Abstract

Multiple schedules established stimulus-reinforcer (S-SR) associations on baselines in which equal response rates and patterning were maintained in all components. Subsequently, stimuli associated with an increase in reinforcement but no change in ongoing response rate were compounded. For one experimental group, free-operant avoidance (FOA) was programmed in tone and in light while variable-interval (VI) food reinforcement was effective in their simultaneous absence (T + L). The opposite stimulus-schedule combinations were programmed for the other. Both groups remained in their VI components 85% of the session on schedule preference tests, and on a stimulus compounding test emitted approximately 1.5 times as many responses to tone-plus-light (T + L) as to tone or light alone. This is the first report of additive summation to combined discriminative stimuli associated with only an increase in reinforcement.
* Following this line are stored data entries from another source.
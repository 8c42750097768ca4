//! Log-space canonicalization of geometric programs.
//!
//! Canonicalization transforms a GP into conic standard form over `y = ln x`:
//! - The objective becomes an epigraph column `t >= ln f(x)`
//! - Single-term posynomial constraints become linear inequalities
//! - Multi-term posynomials introduce one auxiliary column `u_k` per term, with
//!   `exp(ln term_k) <= u_k` as an exponential cone and `sum_k u_k <= 1`
//! - Monomial equalities become linear equalities

use super::log_expr::LogAffine;
use crate::constraints::GpConstraint;
use crate::error::Result;
use crate::expr::{Posynomial, VarId};

/// A cone constraint in standard form.
#[derive(Debug, Clone)]
pub enum ConeConstraint {
    /// Zero cone: a = 0.
    Zero { a: LogAffine },
    /// Nonnegative cone: a >= 0.
    NonNeg { a: LogAffine },
    /// Exponential cone: {(x, y, z) | y > 0, y*exp(x/y) <= z}.
    /// Variable order is (x, y, z).
    ExpCone {
        /// The x expression.
        x: LogAffine,
        /// The y expression.
        y: LogAffine,
        /// The z expression.
        z: LogAffine,
    },
}

/// Provenance of a cone constraint, used to report constraint sensitivities.
#[derive(Debug, Clone, Copy, Default)]
pub struct RowTag {
    /// Index of the originating user constraint (`None` for the objective).
    pub source: Option<usize>,
    /// Derivative of the row constant (the `x` row for exponential cones) when the
    /// originating constraint `posy <= 1` is relaxed to `posy <= e^s`.
    pub ds: f64,
}

/// A cone constraint with its provenance.
#[derive(Debug, Clone)]
pub struct TaggedCone {
    /// The cone constraint.
    pub cone: ConeConstraint,
    /// Where it came from.
    pub tag: RowTag,
}

/// Result of canonicalizing a GP.
#[derive(Debug)]
pub struct CanonResult {
    /// Epigraph column of the log objective; minimizing it solves the GP.
    pub objective: VarId,
    /// Cone constraints.
    pub constraints: Vec<TaggedCone>,
    /// Auxiliary columns introduced during canonicalization.
    pub aux_vars: Vec<VarId>,
}

struct Canonicalizer {
    constraints: Vec<TaggedCone>,
    aux_vars: Vec<VarId>,
}

impl Canonicalizer {
    fn push(&mut self, cone: ConeConstraint, source: Option<usize>, ds: f64) {
        self.constraints.push(TaggedCone {
            cone,
            tag: RowTag { source, ds },
        });
    }

    fn new_aux(&mut self) -> VarId {
        let id = VarId::new();
        self.aux_vars.push(id);
        id
    }

    /// Add `posy * exp(-shift) <= 1`, where `shift` is an optional epigraph column.
    fn posynomial_leq_one(
        &mut self,
        posy: &Posynomial,
        shift: Option<VarId>,
        source: Option<usize>,
    ) -> Result<()> {
        let with_shift = |la: LogAffine| match shift {
            Some(t) => la.plus_column(t, -1.0),
            None => la,
        };

        if let [term] = posy.terms() {
            // ln term - shift <= 0
            let a = with_shift(LogAffine::from_monomial(term)?).neg();
            self.push(ConeConstraint::NonNeg { a }, source, 1.0);
            return Ok(());
        }

        let mut budget = LogAffine::constant(1.0);
        for term in posy.terms() {
            let u = self.new_aux();
            let x = with_shift(LogAffine::from_monomial(term)?);
            self.push(
                ConeConstraint::ExpCone {
                    x,
                    y: LogAffine::constant(1.0),
                    z: LogAffine::column(u),
                },
                source,
                -1.0,
            );
            budget = budget.plus_column(u, -1.0);
        }
        self.push(ConeConstraint::NonNeg { a: budget }, source, 0.0);
        Ok(())
    }
}

/// Canonicalize `minimize objective` subject to GP constraints.
///
/// Coefficients are taken in SI; every variable appearing in the problem must be
/// free (fixed values already substituted).
pub fn canonicalize(objective: &Posynomial, constraints: &[GpConstraint]) -> Result<CanonResult> {
    let mut canon = Canonicalizer {
        constraints: Vec::new(),
        aux_vars: Vec::new(),
    };

    let t = VarId::new();
    canon.posynomial_leq_one(objective, Some(t), None)?;

    for c in constraints {
        match c {
            GpConstraint::Posynomial { posy, source } => {
                canon.posynomial_leq_one(posy, None, Some(*source))?;
            }
            GpConstraint::MonomialEq { mono, source } => {
                let a = LogAffine::from_monomial(mono)?;
                canon.push(ConeConstraint::Zero { a }, Some(*source), -1.0);
            }
        }
    }

    Ok(CanonResult {
        objective: t,
        constraints: canon.constraints,
        aux_vars: canon.aux_vars,
    })
}
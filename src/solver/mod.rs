//! Solver interface for gpsca.
//!
//! This module provides:
//! - Matrix stuffing to convert canonicalized GPs to solver format
//! - Clarabel solver integration and solution recovery

pub mod clarabel;
pub mod stuffing;

pub use self::clarabel::{solve, RawSolution, Settings, Solution, SolveStatus};
pub use stuffing::{stuff_problem, ConeDims, RowInfo, StuffedProblem, VariableMap};
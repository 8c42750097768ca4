//! Signomial program tests for the local-solve driver.

use gpsca::prelude::*;
use gpsca::sp::{ScaDriver, ScaState};

const TOL: f64 = 1e-3;

/// maximize x s.t. x <= y + 1, y <= 2; optimum x = 3.
fn shifted_bound() -> (Problem, Variable, Variable) {
    let x = scalar_var("x");
    let y = scalar_var("y");
    let prob = Problem::maximize(&x)
        .subject_to([x.leq(&y + 1.0).unwrap(), y.leq(2.0).unwrap()])
        .build();
    (prob, x, y)
}

#[test]
fn test_converges_to_local_optimum() {
    let (prob, x, y) = shifted_bound();
    let result = prob.localsolve().unwrap();

    assert_eq!(result.status, ScaStatus::Converged);
    assert!(result.is_converged());
    assert!((result[&x] - 3.0).abs() < TOL, "x = {}", result[&x]);
    assert!((result[&y] - 2.0).abs() < TOL, "y = {}", result[&y]);
    assert!((result.cost() - 3.0).abs() < TOL);
    assert_eq!(result.history.len(), result.iterations);
    assert!(result.iterations >= 2);
    assert!(result.warnings.is_empty());
}

#[test]
fn test_iteration_cap_is_an_outcome() {
    let (prob, x, _) = shifted_bound();
    let result = prob
        .localsolve_with(ScaConfig::default().max_iterations(2))
        .unwrap();

    assert_eq!(result.status, ScaStatus::MaxIterExceeded);
    assert_eq!(result.iterations, 2);
    assert_eq!(result.history.len(), 2);
    assert!(!result.operating_point.is_empty());
    assert!(result.operating_point.contains_key(&x));
}

#[test]
fn test_history_records_objective_and_violation() {
    let (prob, _, _) = shifted_bound();
    let result = prob.localsolve().unwrap();
    for (i, record) in result.history.iter().enumerate() {
        assert_eq!(record.iteration, i + 1);
        assert!(record.cost > 0.0);
        // linearized solutions are feasible for the original problem
        assert!(record.max_violation < 1e-6, "violation {}", record.max_violation);
    }
    let last = result.history.last().unwrap();
    assert!(last.max_change < 1e-4);
}

#[test]
fn test_step_at_converged_point_is_fixed() {
    let (prob, _, _) = shifted_bound();
    let mut driver = ScaDriver::new(&prob, ScaConfig::default()).unwrap();
    assert_eq!(driver.state(), ScaState::Initializing);

    let result = driver.run().unwrap();
    assert_eq!(driver.state(), ScaState::Converged);

    let again = driver.step(&result.operating_point).unwrap();
    let next = driver.operating_point(&again);
    let change = gpsca::sp::max_relative_change(&result.operating_point, &next);
    assert!(change < 1e-4, "change {}", change);
}

#[test]
fn test_lower_bound_by_sum() {
    // minimize x s.t. x + y >= 1, y <= 0.1
    let x = scalar_var("x");
    let y = scalar_var("y");
    let result = Problem::minimize(&x)
        .subject_to([(&x + &y).geq(1.0).unwrap(), y.leq(0.1).unwrap()])
        .localsolve()
        .unwrap();
    assert!((result[&x] - 0.9).abs() < TOL, "x = {}", result[&x]);
}

#[test]
fn test_initial_guess_is_used() {
    let (prob, x, y) = shifted_bound();
    let config = ScaConfig::default().guess(&x, 3.0).guess(&y, 2.0);
    let result = prob.localsolve_with(config).unwrap();
    // starting at the optimum, the first iteration already stands still
    assert_eq!(result.iterations, 1);
    assert!((result[&x] - 3.0).abs() < TOL);
}

#[test]
fn test_relaxed_start() {
    // the GP subset (y <= 2 alone) is unbounded for maximize x; falls back to defaults
    let (prob, x, _) = shifted_bound();
    let result = prob
        .localsolve_with(ScaConfig::default().relaxed_start(true))
        .unwrap();
    assert!((result[&x] - 3.0).abs() < TOL);
}

#[test]
fn test_signomial_equality() {
    // minimize x s.t. x + y == 3, y <= 1
    let x = scalar_var("x");
    let y = scalar_var("y");
    let result = Problem::minimize(&x)
        .subject_to([(&x + &y).equals(3.0).unwrap(), y.leq(1.0).unwrap()])
        .localsolve()
        .unwrap();
    assert!((result[&x] - 2.0).abs() < TOL, "x = {}", result[&x]);
    assert!((result[&y] - 1.0).abs() < TOL, "y = {}", result[&y]);
}

#[test]
fn test_infeasible_linearization_names_iteration() {
    // x <= y + z with y, z <= 1 and x >= 3
    let x = scalar_var("x");
    let y = scalar_var("y");
    let z = scalar_var("z");
    let prob = Problem::minimize(&x)
        .subject_to([
            x.leq(&y + &z).unwrap(),
            y.leq(1.0).unwrap(),
            z.leq(1.0).unwrap(),
            x.geq(3.0).unwrap(),
        ])
        .build();

    let mut driver = ScaDriver::new(&prob, ScaConfig::default()).unwrap();
    match driver.run() {
        Err(GpError::Infeasible(msg)) => assert!(msg.contains("iteration 1"), "{}", msg),
        other => panic!("expected infeasible, got {:?}", other),
    }
    assert_eq!(driver.state(), ScaState::Infeasible);
}

#[test]
fn test_infeasible_relaxed_start_sets_state() {
    // the GP subset x <= 1, x >= 2 has no solution
    let x = scalar_var("x");
    let y = scalar_var("y");
    let z = scalar_var("z");
    let prob = Problem::minimize(&x)
        .subject_to([
            x.leq(&y + &z).unwrap(),
            x.leq(1.0).unwrap(),
            x.geq(2.0).unwrap(),
        ])
        .build();

    let mut driver = ScaDriver::new(&prob, ScaConfig::default().relaxed_start(true)).unwrap();
    assert!(driver.run().unwrap_err().is_infeasible());
    assert_eq!(driver.state(), ScaState::Infeasible);
}

#[test]
fn test_pure_gp_solved_once() {
    let x = scalar_var("x");
    let result = Problem::minimize(&x)
        .subject_to([x.geq(2.0).unwrap()])
        .localsolve()
        .unwrap();
    assert_eq!(result.status, ScaStatus::Converged);
    assert_eq!(result.iterations, 1);
    assert!((result.cost() - 2.0).abs() < 1e-4);
}

#[test]
fn test_invalid_config_rejected() {
    let (prob, _, _) = shifted_bound();
    assert!(ScaDriver::new(&prob, ScaConfig::default().max_iterations(0)).is_err());
    assert!(ScaDriver::new(&prob, ScaConfig::default().tolerance(0.0)).is_err());
    assert!(ScaDriver::new(&prob, ScaConfig::default().tolerance(f64::NAN)).is_err());
}

// ============================================================================
// Post-solve checks
// ============================================================================

#[test]
fn test_loose_tight_constraint_warns() {
    let x = scalar_var("x");
    let result = Problem::minimize(&x)
        .subject_to([x.geq(2.0).unwrap(), x.leq(10.0).unwrap().tight()])
        .localsolve()
        .unwrap();
    assert_eq!(result.warnings.len(), 1);
    assert!(result.warnings[0].contains("not tight"));
}

#[test]
fn test_active_tight_constraint_is_quiet() {
    let x = scalar_var("x");
    let result = Problem::minimize(&x)
        .subject_to([x.geq(2.0).unwrap().tight()])
        .localsolve()
        .unwrap();
    assert!(result.warnings.is_empty(), "{:?}", result.warnings);
}

#[test]
fn test_fit_used_off_curve_warns() {
    // w >= 2u from a fit, but w is pushed to 5 by another constraint
    let table = FitTable::from_json(
        r#"{
            "kind": {"type": "MaxAffine"},
            "terms": [{"log_coeff": 0.6931471805599453, "exponents": [1.0]}],
            "rms_error": 0.01
        }"#,
    )
    .unwrap();
    let w = scalar_var("w");
    let u = parameter("u", 1.0, "-").unwrap();
    let mut constraints = table.constraints("drag", &w, &[Monomial::from(&u)]).unwrap();
    constraints.push(w.geq(5.0).unwrap());

    let result = Problem::minimize(&w)
        .subject_to(constraints)
        .localsolve()
        .unwrap();
    assert!((result[&w] - 5.0).abs() < TOL);
    assert_eq!(result.warnings.len(), 1);
    assert!(result.warnings[0].contains("drag"));
}

#[test]
fn test_fit_on_curve_is_quiet() {
    let table = FitTable::from_json(
        r#"{
            "kind": {"type": "SoftmaxAffine", "alpha": 3.0},
            "terms": [
                {"log_coeff": 0.0, "exponents": [1.0]},
                {"log_coeff": 0.5, "exponents": [-0.5]}
            ],
            "rms_error": 0.02
        }"#,
    )
    .unwrap();
    let w = scalar_var("w");
    let u = scalar_var("u");
    let mut constraints = table.constraints("power", &w, &[Monomial::from(&u)]).unwrap();
    constraints.push(u.geq(0.5).unwrap());
    constraints.push(u.leq(4.0).unwrap());

    let result = Problem::minimize(&w)
        .subject_to(constraints)
        .localsolve()
        .unwrap();
    let expected = table.evaluate(&[result[&u]]).unwrap();
    assert!((result[&w] - expected).abs() / expected < TOL);
    assert!(result.warnings.is_empty(), "{:?}", result.warnings);
}

/// Single-term fit `w = u` with `u = 1`, solved with `w` held at `w_min`.
fn fit_warnings(kind: &str, w_min: f64) -> Vec<String> {
    let table = FitTable::from_json(&format!(
        r#"{{
            "kind": {},
            "terms": [{{"log_coeff": 0.0, "exponents": [1.0]}}],
            "rms_error": 0.04
        }}"#,
        kind
    ))
    .unwrap();
    let w = scalar_var("w");
    let u = parameter("u", 1.0, "-").unwrap();
    let mut constraints = table.constraints("lift", &w, &[Monomial::from(&u)]).unwrap();
    constraints.push(w.geq(w_min).unwrap());

    let result = Problem::minimize(&w)
        .subject_to(constraints)
        .localsolve()
        .unwrap();
    assert!((result[&w] - w_min).abs() < TOL);
    result.warnings
}

#[test]
fn test_fit_error_is_measured_on_the_output() {
    let max_affine = r#"{"type": "MaxAffine"}"#;
    let softmax = r#"{"type": "SoftmaxAffine", "alpha": 10.0}"#;

    // 0.5% off the curve is within a 4% fit, whatever the exponent
    assert!(fit_warnings(max_affine, 1.005).is_empty());
    let quiet = fit_warnings(softmax, 1.005);
    assert!(quiet.is_empty(), "{:?}", quiet);

    // 20% off the curve is not
    assert_eq!(fit_warnings(max_affine, 1.2).len(), 1);
    assert_eq!(fit_warnings(softmax, 1.2).len(), 1);
}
Nondifferentially trained controls who had the same contingency effective in tone, light, and T + L-VI or FOA—showed neither preference among schedule components or summation during stimulus compounding, indicating that nonassociative stimulus factors made no contribution to either resultant in the experimental animals. Evidence supporting an algebraic combination of response and reinforcement associations is presented, and functional similarities between transfer-of-control studies and the stimulus compounding tests of the experimental groups in the present experiment are discussed.